The last book that made me angry, David Wroblewski’s The Story of Edgar Sawtelle, angered me because of the unhappy (or do I mean unfortunate?) ending Wroblewski chose to give it, not because it was poorly written. Poor Edgar Sawtelle deserved a better fate. Or maybe the book deserved two endings from which the reader could choose. Edgar and his author led me to another book which didn’t so much anger me as it disgusted me. I’m talking about Paula Hawkins’ over-hyped best-seller The Girl on the Train. Yes, I said disgusted. When I got to the middle of the book, I couldn’t wait to finish it. Unlike Tess Gerritsen, who said in the jacket blurb she “simply could not put it down,” I found that I could put it down, right down the toilet. I can’t remember a novel that had more unsavory characters than this one. The three main females were all liars and adulterers, with one of them—the train girl Rachel—a drunk. Then there are the three men—Scott, Tom, and Kamal. Tom is king of the liars, Scott is an abusive whiner, and Kamal, the therapist, goes against his therapy principles by sleeping with two of his patients, Rachel and Anna. No one here to root for, no one wearing a white hat, no one I ever wanted to see again. The back and forth style, shifting the first-person narrative among the three women and the back and forth time sequence, was confusing and irritating. The three women were so much alike it was hard to keep them straight. Rachel’s drunken blackouts were just a sleight-of-hand device to keep from the reader what really happened. Gillian Flynn’s Gone Girl used a shifting time and point of view, but used it well to heighten the suspense. Paula Hawkins seemed to be trying to do the same thing but not doing it nearly as skillfully as Flynn. I’m quite sure a movie will be in the offing, but I won’t be there to see it. For me, the book was more than enough.
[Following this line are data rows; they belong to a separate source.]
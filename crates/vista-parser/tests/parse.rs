use proptest::prelude::*;

use vista_core::identifier::ElementId;
use vista_core::semantic::{ElementKind, SemanticIndex};
use vista_parser::{error::ErrorCode, parse};

const SHOP: &str = r#"
    // A small online shop
    model Shop;

    package catalog {
        class Product "Product";
        class Category;
    }

    component checkout {
        interface Payment;
        class Cart;
    }

    actor Customer;
    note Disclaimer "Prices exclude tax";

    catalog::Category -> catalog::Product : "contains";
    checkout::Cart -> catalog::Product;
    Customer -> checkout::Cart : "fills";
"#;

#[test]
fn test_shop_model() {
    let model = parse(SHOP).expect("Failed to parse");

    let root = model.element(model.root());
    assert_eq!(root.id(), ElementId::new("Shop"));
    assert_eq!(root.kind(), ElementKind::Model);

    let top_level: Vec<_> = root
        .children()
        .iter()
        .map(|key| model.element(*key).id().to_string())
        .collect();
    assert_eq!(
        top_level,
        vec!["catalog", "checkout", "Customer", "Disclaimer", "__0", "__1", "__2"]
    );

    let product = model.get(ElementId::new("catalog::Product")).unwrap();
    assert_eq!(product.kind(), ElementKind::Class);
    assert_eq!(product.display_text(), "Product");

    let payment = model.lookup(ElementId::new("checkout::Payment")).unwrap();
    assert_eq!(
        model.id_of(model.parent_of(payment).unwrap()),
        Some(ElementId::new("checkout"))
    );
}

#[test]
fn test_relations_keep_declaration_order() {
    let model = parse(SHOP).expect("Failed to parse");

    let endpoints: Vec<_> = model
        .elements()
        .filter_map(|element| element.endpoints())
        .map(|(source, target)| (source.to_string(), target.to_string()))
        .collect();

    assert_eq!(
        endpoints,
        vec![
            ("catalog::Category".to_string(), "catalog::Product".to_string()),
            ("checkout::Cart".to_string(), "catalog::Product".to_string()),
            ("Customer".to_string(), "checkout::Cart".to_string()),
        ]
    );
}

#[test]
fn test_syntax_error_is_reported_alone() {
    let err = parse("model M; class A; class B").unwrap_err();

    assert_eq!(err.diagnostics().len(), 1);
    assert_eq!(err.diagnostics()[0].code(), Some(ErrorCode::E100));
}

#[test]
fn test_all_elaboration_errors_are_collected() {
    let source = r#"
        model M;
        class A;
        class A;
        gadget G;
        note N { class Inner; }
        A -> Missing;
    "#;

    let err = parse(source).unwrap_err();
    let codes: Vec<_> = err
        .diagnostics()
        .iter()
        .filter_map(|diagnostic| diagnostic.code())
        .collect();

    assert_eq!(
        codes,
        vec![
            ErrorCode::E300,
            ErrorCode::E101,
            ErrorCode::E302,
            ErrorCode::E301
        ]
    );
}

fn name() -> impl Strategy<Value = String> {
    "[a-z][a-z0-9_]{0,6}"
}

proptest! {
    #[test]
    fn parse_never_panics(source in "\\PC{0,80}") {
        let _ = parse(&source);
    }

    #[test]
    fn distinct_classes_are_all_declared(names in prop::collection::hash_set(name(), 1..8)) {
        let body: String = names
            .iter()
            .map(|name| format!("class {name};\n"))
            .collect();
        let source = format!("model Root;\npackage pkg {{\n{body}}}\n");

        let model = parse(&source).expect("generated source should parse");

        prop_assert_eq!(model.len(), names.len() + 2);
        let package = model.lookup(ElementId::new("pkg")).unwrap();
        for name in &names {
            let key = model.lookup(ElementId::new(&format!("pkg::{name}"))).unwrap();
            prop_assert_eq!(model.parent_of(key), Some(package));
        }
    }
}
A few comments on a variety of news items.

How can tv reporters keep saying that authorities think the two escapees from Dannemora may have had help from within the prison? Well, certainly they had help. And the tv shots of the prison showed the viewers just how decrepit and old Dannemora is. It was built in 1844 and looked every bit of its one hundred and seventy-one years. You'd think that a maximum security prison would be more secure.
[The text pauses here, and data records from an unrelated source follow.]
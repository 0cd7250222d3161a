//! Graphical model tree.
//!
//! The graphical model is what a rendering client displays. It mirrors the
//! semantic model, one semantic element mapping to one or more graphical
//! elements. Three kinds of element exist:
//!
//! - [`Node`]: carries the [`ElementId`] of the semantic element it shows
//!   and may contain children.
//! - [`Edge`]: connects a source and a target element; its children are
//!   decorations (labels) that never take part in visibility decisions.
//! - [`Container`]: a structural group (label, compartment) with no
//!   identifier of its own.
//!
//! Trees are rebuilt on every model submission and never shared between
//! submissions.

use serde::Serialize;

use crate::identifier::ElementId;

/// A single element of the graphical tree.
#[derive(Debug, Clone, PartialEq, Serialize)]
#[serde(tag = "type", rename_all = "snake_case")]
pub enum GraphicalElement {
    Node(Node),
    Edge(Edge),
    Container(Container),
}

impl GraphicalElement {
    /// Borrow the children of this element.
    pub fn children(&self) -> &[GraphicalElement] {
        match self {
            GraphicalElement::Node(node) => &node.children,
            GraphicalElement::Edge(edge) => &edge.children,
            GraphicalElement::Container(container) => &container.children,
        }
    }

    /// Mutably borrow the children of this element.
    pub fn children_mut(&mut self) -> &mut Vec<GraphicalElement> {
        match self {
            GraphicalElement::Node(node) => &mut node.children,
            GraphicalElement::Edge(edge) => &mut edge.children,
            GraphicalElement::Container(container) => &mut container.children,
        }
    }

    /// Identifier of the semantic element shown, if this element has one.
    pub fn id(&self) -> Option<ElementId> {
        match self {
            GraphicalElement::Node(node) => Some(node.id),
            GraphicalElement::Edge(edge) => edge.id,
            GraphicalElement::Container(_) => None,
        }
    }

    /// Kind label of this element (`class`, `compartment`, ...).
    pub fn kind(&self) -> &str {
        match self {
            GraphicalElement::Node(node) => &node.kind,
            GraphicalElement::Edge(edge) => &edge.kind,
            GraphicalElement::Container(container) => &container.kind,
        }
    }

    /// Total number of elements in this subtree, including `self`.
    pub fn count(&self) -> usize {
        1 + self
            .children()
            .iter()
            .map(GraphicalElement::count)
            .sum::<usize>()
    }

    /// Visit this subtree in pre-order.
    pub fn walk(&self) -> impl Iterator<Item = &GraphicalElement> {
        let mut stack = vec![self];
        std::iter::from_fn(move || {
            let current = stack.pop()?;
            stack.extend(current.children().iter().rev());
            Some(current)
        })
    }

    /// Find the node showing `id` in this subtree.
    pub fn find_node(&self, id: ElementId) -> Option<&Node> {
        self.walk().find_map(|element| match element {
            GraphicalElement::Node(node) if node.id == id => Some(node),
            _ => None,
        })
    }
}

impl From<Node> for GraphicalElement {
    fn from(node: Node) -> Self {
        GraphicalElement::Node(node)
    }
}

impl From<Edge> for GraphicalElement {
    fn from(edge: Edge) -> Self {
        GraphicalElement::Edge(edge)
    }
}

impl From<Container> for GraphicalElement {
    fn from(container: Container) -> Self {
        GraphicalElement::Container(container)
    }
}

/// A graphical node showing one semantic element.
#[derive(Debug, Clone, PartialEq, Serialize)]
pub struct Node {
    id: ElementId,
    kind: String,
    #[serde(skip_serializing_if = "Vec::is_empty")]
    children: Vec<GraphicalElement>,
}

impl Node {
    /// Create a childless node.
    pub fn new(id: ElementId, kind: impl Into<String>) -> Self {
        Self {
            id,
            kind: kind.into(),
            children: Vec::new(),
        }
    }

    /// Replace the children of this node.
    pub fn with_children(mut self, children: Vec<GraphicalElement>) -> Self {
        self.children = children;
        self
    }

    /// Get the identifier of the semantic element shown.
    pub fn id(&self) -> ElementId {
        self.id
    }

    /// Get the kind label.
    pub fn kind(&self) -> &str {
        &self.kind
    }

    /// Borrow the children.
    pub fn children(&self) -> &[GraphicalElement] {
        &self.children
    }
}

/// A graphical edge between two elements.
///
/// `source` and `target` use the same identifier scheme as nodes. An edge
/// may also show a semantic element of its own (the relation), recorded in
/// `id`; visibility of an edge is decided by its endpoints only.
#[derive(Debug, Clone, PartialEq, Serialize)]
pub struct Edge {
    #[serde(skip_serializing_if = "Option::is_none")]
    id: Option<ElementId>,
    kind: String,
    source: ElementId,
    target: ElementId,
    #[serde(skip_serializing_if = "Vec::is_empty")]
    children: Vec<GraphicalElement>,
}

impl Edge {
    /// Create an undecorated edge from `source` to `target`.
    pub fn new(source: ElementId, target: ElementId, kind: impl Into<String>) -> Self {
        Self {
            id: None,
            kind: kind.into(),
            source,
            target,
            children: Vec::new(),
        }
    }

    /// Set the identifier of the semantic element this edge shows.
    pub fn with_id(mut self, id: ElementId) -> Self {
        self.id = Some(id);
        self
    }

    /// Replace the decoration children of this edge.
    pub fn with_children(mut self, children: Vec<GraphicalElement>) -> Self {
        self.children = children;
        self
    }

    /// Get the source identifier.
    pub fn source(&self) -> ElementId {
        self.source
    }

    /// Get the target identifier.
    pub fn target(&self) -> ElementId {
        self.target
    }

    /// Get the identifier of the shown semantic element, if any.
    pub fn id(&self) -> Option<ElementId> {
        self.id
    }

    /// Get the kind label.
    pub fn kind(&self) -> &str {
        &self.kind
    }

    /// Borrow the decoration children.
    pub fn children(&self) -> &[GraphicalElement] {
        &self.children
    }
}

/// A structural group without an identifier.
#[derive(Debug, Clone, PartialEq, Serialize)]
pub struct Container {
    kind: String,
    #[serde(skip_serializing_if = "Option::is_none")]
    text: Option<String>,
    #[serde(skip_serializing_if = "Vec::is_empty")]
    children: Vec<GraphicalElement>,
}

impl Container {
    /// Create an empty container.
    pub fn new(kind: impl Into<String>) -> Self {
        Self {
            kind: kind.into(),
            text: None,
            children: Vec::new(),
        }
    }

    /// Create a label container showing `text`.
    pub fn label(text: impl Into<String>) -> Self {
        Self {
            kind: "label".to_string(),
            text: Some(text.into()),
            children: Vec::new(),
        }
    }

    /// Replace the children of this container.
    pub fn with_children(mut self, children: Vec<GraphicalElement>) -> Self {
        self.children = children;
        self
    }

    /// Get the kind label.
    pub fn kind(&self) -> &str {
        &self.kind
    }

    /// Get the text, if any.
    pub fn text(&self) -> Option<&str> {
        self.text.as_deref()
    }

    /// Borrow the children.
    pub fn children(&self) -> &[GraphicalElement] {
        &self.children
    }
}

#[cfg(test)]
mod tests {
    use super::*;

    fn sample_tree() -> GraphicalElement {
        Node::new(ElementId::new("Root"), "model")
            .with_children(vec![
                Node::new(ElementId::new("PackageA"), "package")
                    .with_children(vec![
                        Container::label("PackageA").into(),
                        Node::new(ElementId::new("PackageA::ClassX"), "class").into(),
                    ])
                    .into(),
                Edge::new(
                    ElementId::new("PackageA::ClassX"),
                    ElementId::new("PackageA"),
                    "relation",
                )
                .into(),
            ])
            .into()
    }

    #[test]
    fn test_count() {
        assert_eq!(sample_tree().count(), 5);
    }

    #[test]
    fn test_walk_is_pre_order() {
        let tree = sample_tree();
        let kinds: Vec<&str> = tree.walk().map(GraphicalElement::kind).collect();

        assert_eq!(
            kinds,
            vec!["model", "package", "label", "class", "relation"]
        );
    }

    #[test]
    fn test_find_node() {
        let tree = sample_tree();

        let node = tree.find_node(ElementId::new("PackageA::ClassX")).unwrap();
        assert_eq!(node.kind(), "class");
        assert!(tree.find_node(ElementId::new("missing")).is_none());
    }

    #[test]
    fn test_id_by_kind() {
        let edge: GraphicalElement =
            Edge::new(ElementId::new("a"), ElementId::new("b"), "relation")
                .with_id(ElementId::new("__0"))
                .into();
        let container: GraphicalElement = Container::new("compartment").into();

        assert_eq!(edge.id(), Some(ElementId::new("__0")));
        assert_eq!(container.id(), None);
    }

    #[test]
    fn test_children_mut() {
        let mut tree = sample_tree();
        tree.children_mut().truncate(1);

        assert_eq!(tree.children().len(), 1);
        assert_eq!(tree.count(), 4);
    }
}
There's a new cholesterol medicine being touted, a shot in the leg once or twice a month that's more effective than the statin pills most of us now take. And it will cost only about $10,000 a year. Whoa! I do the math and it comes out to between just over $800 to just over $400 per shot. How in the world can drug companies justify such exorbitant charges?

Clint Eastwood recently put his large foot in his mouth at Spike TV's Guys Awards when he jokingly referred to those athletes who'd made the transition to film, saying, "Jim Brown and Caitlyn Somebody." It ranks right up there with his 2012 Republican National Convention pretend conversation with President Obama, in which he portrayed the president as having a foul mouth.

The Curious Incident of the Dog in the Night-Time was named best play on last week's Tony Awards. It was based on a wonderful novel by Mark Haddon that we read a few years ago, about an autistic fifteen-year-old savant who sets out to find the killer of a neighbor's dog. I was led to this book by another novel about autism, Belinda Baur's Rubbernecker. I highly recommend both books. I wish I were somewhere near enough to see this play that was based on Haddon's book.